§ **Work to complete**:
Only one number is expected here, namely how many lines of the entries below hold the string "impl".

§ **Listed records**:
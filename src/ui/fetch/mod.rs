//! Fetch lifecycle feature module.
//!
//! Drives one request against the configured resource and derives what the
//! screen shows from the result.
//!
//! # Architecture
//!
//! Uses MVI (Model-View-Intent) pattern:
//! - `state.rs` - Lifecycle state enum (Idle → Loading → Success | Failure)
//! - `intent.rs` - Start, Settled, Reset
//! - `reducer.rs` - State transitions (pure, no side effects)
//! - `view.rs` - Pure view selection from state
//! - `controller.rs` - Owns the state, issues requests, logs

mod controller;
mod intent;
mod reducer;
mod state;
mod view;

pub use controller::{FetchController, PendingFetch, StartError};
pub use intent::FetchIntent;
pub use reducer::FetchReducer;
pub use state::{FetchState, FetchStatus};
pub use view::{select_view, FetchView, DATA_UNAVAILABLE_TEXT};
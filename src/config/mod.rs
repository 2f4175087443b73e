//! Configuration: TOML file plus CLI overrides.

mod loader;
mod types;

pub use loader::ConfigError;
pub use types::{
    Config, LaunchMode, LoggingConfig, ResourceConfig, UiConfig, DEFAULT_RESOURCE_URL,
};
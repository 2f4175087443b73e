use std::time::Duration;

use async_trait::async_trait;
use reqwest::header::ACCEPT;
use reqwest::{Client, Url};
use uuid::Uuid;

use crate::config::ResourceConfig;
use crate::resource::error::FetchError;
use crate::resource::model::FetchResult;
use crate::resource::Resource;

const USER_AGENT: &str = concat!("postview/", env!("CARGO_PKG_VERSION"));

/// [`Resource`] backed by a single HTTP GET.
pub struct HttpResource {
    client: Client,
    url: Url,
}

impl HttpResource {
    pub fn new(url: Url, connect_timeout: Duration) -> Result<Self, FetchError> {
        let client = Client::builder()
            .connect_timeout(connect_timeout)
            .user_agent(USER_AGENT)
            .build()
            .map_err(|e| FetchError::Transport(e.to_string()))?;

        Ok(Self { client, url })
    }

    pub fn from_config(config: &ResourceConfig) -> Result<Self, FetchError> {
        let url = config
            .parsed_url()
            .map_err(|e| FetchError::Transport(e.to_string()))?;
        Self::new(url, Duration::from_secs(u64::from(config.connect_timeout_seconds)))
    }

    pub fn url(&self) -> &Url {
        &self.url
    }
}

#[async_trait]
impl Resource for HttpResource {
    async fn fetch(&self) -> Result<Option<FetchResult>, FetchError> {
        let request_id = Uuid::new_v4();
        tracing::debug!(%request_id, url = %self.url, "GET");

        let response = self
            .client
            .get(self.url.clone())
            .header(ACCEPT, "application/json")
            .header("X-Request-Id", request_id.to_string())
            .send()
            .await
            .map_err(|e| FetchError::Transport(e.to_string()))?;

        let status = response.status();
        tracing::debug!(%request_id, status = status.as_u16(), "response received");

        if !status.is_success() {
            return Err(FetchError::Http {
                status: status.as_u16(),
            });
        }

        let bytes = response
            .bytes()
            .await
            .map_err(|e| FetchError::Decode(e.to_string()))?;

        serde_json::from_slice::<Option<FetchResult>>(&bytes)
            .map_err(|e| FetchError::Decode(e.to_string()))
    }

    fn describe(&self) -> String {
        self.url.to_string()
    }
}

§ **Result of the exercise**:
2